### Work to complete
Please return every line of the listing. Keep each one exact.

### Exercise materials
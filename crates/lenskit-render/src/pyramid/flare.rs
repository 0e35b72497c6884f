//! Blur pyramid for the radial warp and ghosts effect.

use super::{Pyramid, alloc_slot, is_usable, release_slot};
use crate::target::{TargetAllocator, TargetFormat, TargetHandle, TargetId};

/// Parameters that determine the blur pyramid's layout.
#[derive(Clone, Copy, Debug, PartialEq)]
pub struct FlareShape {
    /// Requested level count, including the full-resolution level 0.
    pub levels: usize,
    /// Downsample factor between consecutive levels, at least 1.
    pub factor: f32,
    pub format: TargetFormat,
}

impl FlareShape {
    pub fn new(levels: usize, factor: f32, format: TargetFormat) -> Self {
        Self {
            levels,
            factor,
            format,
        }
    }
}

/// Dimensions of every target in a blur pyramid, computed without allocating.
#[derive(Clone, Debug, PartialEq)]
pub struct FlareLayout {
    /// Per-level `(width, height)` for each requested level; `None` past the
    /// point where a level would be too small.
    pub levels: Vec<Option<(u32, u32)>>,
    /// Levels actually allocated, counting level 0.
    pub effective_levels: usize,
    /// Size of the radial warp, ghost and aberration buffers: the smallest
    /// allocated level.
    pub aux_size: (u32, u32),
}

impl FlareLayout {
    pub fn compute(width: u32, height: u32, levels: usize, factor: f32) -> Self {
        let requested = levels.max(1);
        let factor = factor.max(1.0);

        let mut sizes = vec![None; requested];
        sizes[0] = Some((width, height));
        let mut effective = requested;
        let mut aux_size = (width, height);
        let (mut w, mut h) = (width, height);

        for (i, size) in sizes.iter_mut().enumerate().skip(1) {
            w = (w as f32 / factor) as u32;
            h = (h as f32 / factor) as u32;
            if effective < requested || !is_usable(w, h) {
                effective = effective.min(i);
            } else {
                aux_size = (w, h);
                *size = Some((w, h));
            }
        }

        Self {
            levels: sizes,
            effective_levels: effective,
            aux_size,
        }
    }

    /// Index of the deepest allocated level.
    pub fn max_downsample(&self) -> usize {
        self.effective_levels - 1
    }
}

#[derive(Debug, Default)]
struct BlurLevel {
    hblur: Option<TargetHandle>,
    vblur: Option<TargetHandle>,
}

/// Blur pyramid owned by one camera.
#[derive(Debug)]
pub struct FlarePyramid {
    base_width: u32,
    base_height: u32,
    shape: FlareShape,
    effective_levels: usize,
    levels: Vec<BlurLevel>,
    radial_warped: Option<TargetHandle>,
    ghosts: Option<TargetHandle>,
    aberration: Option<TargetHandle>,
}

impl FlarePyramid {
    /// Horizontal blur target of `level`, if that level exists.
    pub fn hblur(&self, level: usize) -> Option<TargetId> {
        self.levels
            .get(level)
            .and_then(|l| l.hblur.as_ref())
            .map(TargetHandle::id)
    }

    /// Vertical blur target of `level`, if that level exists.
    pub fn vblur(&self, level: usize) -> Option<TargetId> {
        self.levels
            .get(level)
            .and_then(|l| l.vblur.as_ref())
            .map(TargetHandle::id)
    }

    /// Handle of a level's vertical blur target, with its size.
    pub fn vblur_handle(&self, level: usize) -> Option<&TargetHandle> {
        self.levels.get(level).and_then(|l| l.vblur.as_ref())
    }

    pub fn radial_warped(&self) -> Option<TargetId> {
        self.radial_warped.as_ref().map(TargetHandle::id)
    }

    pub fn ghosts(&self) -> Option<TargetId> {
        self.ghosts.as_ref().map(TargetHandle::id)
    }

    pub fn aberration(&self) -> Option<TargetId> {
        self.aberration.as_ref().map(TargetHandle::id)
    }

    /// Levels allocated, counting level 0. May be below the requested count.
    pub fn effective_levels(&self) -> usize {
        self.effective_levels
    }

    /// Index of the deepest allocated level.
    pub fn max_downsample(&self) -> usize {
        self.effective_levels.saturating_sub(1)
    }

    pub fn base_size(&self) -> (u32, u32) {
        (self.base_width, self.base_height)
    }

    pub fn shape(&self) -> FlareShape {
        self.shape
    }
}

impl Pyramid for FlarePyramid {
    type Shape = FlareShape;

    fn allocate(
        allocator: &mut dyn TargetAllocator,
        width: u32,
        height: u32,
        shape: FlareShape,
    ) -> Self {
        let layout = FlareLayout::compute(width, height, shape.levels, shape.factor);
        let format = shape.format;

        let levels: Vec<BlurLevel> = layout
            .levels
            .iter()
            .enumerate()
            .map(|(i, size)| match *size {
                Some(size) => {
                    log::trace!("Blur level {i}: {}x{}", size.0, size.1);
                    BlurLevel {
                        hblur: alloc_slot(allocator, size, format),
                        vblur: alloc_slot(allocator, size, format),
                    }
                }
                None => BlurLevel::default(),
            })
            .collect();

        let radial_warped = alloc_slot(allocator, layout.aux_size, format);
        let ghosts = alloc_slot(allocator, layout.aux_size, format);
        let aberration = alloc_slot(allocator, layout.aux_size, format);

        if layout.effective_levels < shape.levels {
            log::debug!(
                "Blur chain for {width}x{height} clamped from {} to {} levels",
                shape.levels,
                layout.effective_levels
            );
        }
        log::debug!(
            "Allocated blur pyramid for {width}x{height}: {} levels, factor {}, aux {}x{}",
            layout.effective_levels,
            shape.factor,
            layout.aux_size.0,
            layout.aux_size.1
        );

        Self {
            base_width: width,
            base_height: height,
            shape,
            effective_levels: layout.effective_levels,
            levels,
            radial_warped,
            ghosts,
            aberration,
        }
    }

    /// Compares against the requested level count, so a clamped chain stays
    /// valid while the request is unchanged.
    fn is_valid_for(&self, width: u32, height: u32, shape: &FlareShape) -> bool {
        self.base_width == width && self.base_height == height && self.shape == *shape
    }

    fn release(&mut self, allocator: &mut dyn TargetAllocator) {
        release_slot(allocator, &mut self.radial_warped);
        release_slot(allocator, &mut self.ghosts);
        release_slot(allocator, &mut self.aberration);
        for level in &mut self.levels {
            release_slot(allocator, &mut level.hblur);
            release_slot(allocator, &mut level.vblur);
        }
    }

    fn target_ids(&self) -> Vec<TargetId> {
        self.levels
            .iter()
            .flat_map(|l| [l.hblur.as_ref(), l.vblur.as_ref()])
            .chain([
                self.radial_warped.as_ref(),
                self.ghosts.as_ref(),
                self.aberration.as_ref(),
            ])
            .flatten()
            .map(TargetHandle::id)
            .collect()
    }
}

### Task answer
filename crates/lenskit-render/src/pyramid/flare.rs
repository 0e35b72497c6884f
//! Blur pyramid for the radial warp and ghosts effect.

use super::{Pyramid, alloc_slot, is_usable, release_slot};
use crate::target::{TargetAllocator, TargetFormat, TargetHandle, TargetId};

/// Parameters that determine the blur pyramid's layout.
#[derive(Clone, Copy, Debug, PartialEq)]
pub struct FlareShape {
    /// Requested level count, including the full-resolution level 0.
    pub levels: usize,
    /// Downsample factor between consecutive levels, at least 1.
    pub factor: f32,
    pub format: TargetFormat,
}

impl FlareShape {
    pub fn new(levels: usize, factor: f32, format: TargetFormat) -> Self {
        Self {
            levels,
            factor,
            format,
        }
    }
}

/// Dimensions of every target in a blur pyramid, computed without allocating.
#[derive(Clone, Debug, PartialEq)]
pub struct FlareLayout {
    /// Per-level `(width, height)` for each requested level; `None` past the
    /// point where a level would be too small.
    pub levels: Vec<Option<(u32, u32)>>,
    /// Levels actually allocated, counting level 0.
    pub effective_levels: usize,
    /// Size of the radial warp, ghost and aberration buffers: the smallest
    /// allocated level.
    pub aux_size: (u32, u32),
}

impl FlareLayout {
    pub fn compute(width: u32, height: u32, levels: usize, factor: f32) -> Self {
        let requested = levels.max(1);
        let factor = factor.max(1.0);

        let mut sizes = vec![None; requested];
        sizes[0] = Some((width, height));
        let mut effective = requested;
        let mut aux_size = (width, height);
        let (mut w, mut h) = (width, height);

        for (i, size) in sizes.iter_mut().enumerate().skip(1) {
            w = (w as f32 / factor) as u32;
            h = (h as f32 / factor) as u32;
            if effective < requested || !is_usable(w, h) {
                effective = effective.min(i);
            } else {
                aux_size = (w, h);
                *size = Some((w, h));
            }
        }

        Self {
            levels: sizes,
            effective_levels: effective,
            aux_size,
        }
    }

    /// Index of the deepest allocated level.
    pub fn max_downsample(&self) -> usize {
        self.effective_levels - 1
    }
}

#[derive(Debug, Default)]
struct BlurLevel {
    hblur: Option<TargetHandle>,
    vblur: Option<TargetHandle>,
}

/// Blur pyramid owned by one camera.
#[derive(Debug)]
pub struct FlarePyramid {
    base_width: u32,
    base_height: u32,
    shape: FlareShape,
    effective_levels: usize,
    levels: Vec<BlurLevel>,
    radial_warped: Option<TargetHandle>,
    ghosts: Option<TargetHandle>,
    aberration: Option<TargetHandle>,
}

impl FlarePyramid {
    /// Horizontal blur target of `level`, if that level exists.
    pub fn hblur(&self, level: usize) -> Option<TargetId> {
        self.levels
            .get(level)
            .and_then(|l| l.hblur.as_ref())
            .map(TargetHandle::id)
    }

    /// Vertical blur target of `level`, if that level exists.
    pub fn vblur(&self, level: usize) -> Option<TargetId> {
        self.levels
            .get(level)
            .and_then(|l| l.vblur.as_ref())
            .map(TargetHandle::id)
    }

    /// Handle of a level's vertical blur target, with its size.
    pub fn vblur_handle(&self, level: usize) -> Option<&TargetHandle> {
        self.levels.get(level).and_then(|l| l.vblur.as_ref())
    }

    pub fn radial_warped(&self) -> Option<TargetId> {
        self.radial_warped.as_ref().map(TargetHandle::id)
    }

    pub fn ghosts(&self) -> Option<TargetId> {
        self.ghosts.as_ref().map(TargetHandle::id)
    }

    pub fn aberration(&self) -> Option<TargetId> {
        self.aberration.as_ref().map(TargetHandle::id)
    }

    /// Levels allocated, counting level 0. May be below the requested count.
    pub fn effective_levels(&self) -> usize {
        self.effective_levels
    }

    /// Index of the deepest allocated level.
    pub fn max_downsample(&self) -> usize {
        self.effective_levels.saturating_sub(1)
    }

    pub fn base_size(&self) -> (u32, u32) {
        (self.base_width, self.base_height)
    }

    pub fn shape(&self) -> FlareShape {
        self.shape
    }
}

impl Pyramid for FlarePyramid {
    type Shape = FlareShape;

    fn allocate(
        allocator: &mut dyn TargetAllocator,
        width: u32,
        height: u32,
        shape: FlareShape,
    ) -> Self {
        let layout = FlareLayout::compute(width, height, shape.levels, shape.factor);
        let format = shape.format;

        let levels: Vec<BlurLevel> = layout
            .levels
            .iter()
            .enumerate()
            .map(|(i, size)| match *size {
                Some(size) => {
                    log::trace!("Blur level {i}: {}x{}", size.0, size.1);
                    BlurLevel {
                        hblur: alloc_slot(allocator, size, format),
                        vblur: alloc_slot(allocator, size, format),
                    }
                }
                None => BlurLevel::default(),
            })
            .collect();

        let radial_warped = alloc_slot(allocator, layout.aux_size, format);
        let ghosts = alloc_slot(allocator, layout.aux_size, format);
        let aberration = alloc_slot(allocator, layout.aux_size, format);

        if layout.effective_levels < shape.levels {
            log::debug!(
                "Blur chain for {width}x{height} clamped from {} to {} levels",
                shape.levels,
                layout.effective_levels
            );
        }
        log::debug!(
            "Allocated blur pyramid for {width}x{height}: {} levels, factor {}, aux {}x{}",
            layout.effective_levels,
            shape.factor,
            layout.aux_size.0,
            layout.aux_size.1
        );

        Self {
            base_width: width,
            base_height: height,
            shape,
            effective_levels: layout.effective_levels,
            levels,
            radial_warped,
            ghosts,
            aberration,
        }
    }

    /// Compares against the requested level count, so a clamped chain stays
    /// valid while the request is unchanged.
    fn is_valid_for(&self, width: u32, height: u32, shape: &FlareShape) -> bool {
        self.base_width == width && self.base_height == height && self.shape == *shape
    }

    fn release(&mut self, allocator: &mut dyn TargetAllocator) {
        release_slot(allocator, &mut self.radial_warped);
        release_slot(allocator, &mut self.ghosts);
        release_slot(allocator, &mut self.aberration);
        for level in &mut self.levels {
            release_slot(allocator, &mut level.hblur);
            release_slot(allocator, &mut level.vblur);
        }
    }

    fn target_ids(&self) -> Vec<TargetId> {
        self.levels
            .iter()
            .flat_map(|l| [l.hblur.as_ref(), l.vblur.as_ref()])
            .chain([
                self.radial_warped.as_ref(),
                self.ghosts.as_ref(),
                self.aberration.as_ref(),
            ])
            .flatten()
            .map(TargetHandle::id)
            .collect()
    }
}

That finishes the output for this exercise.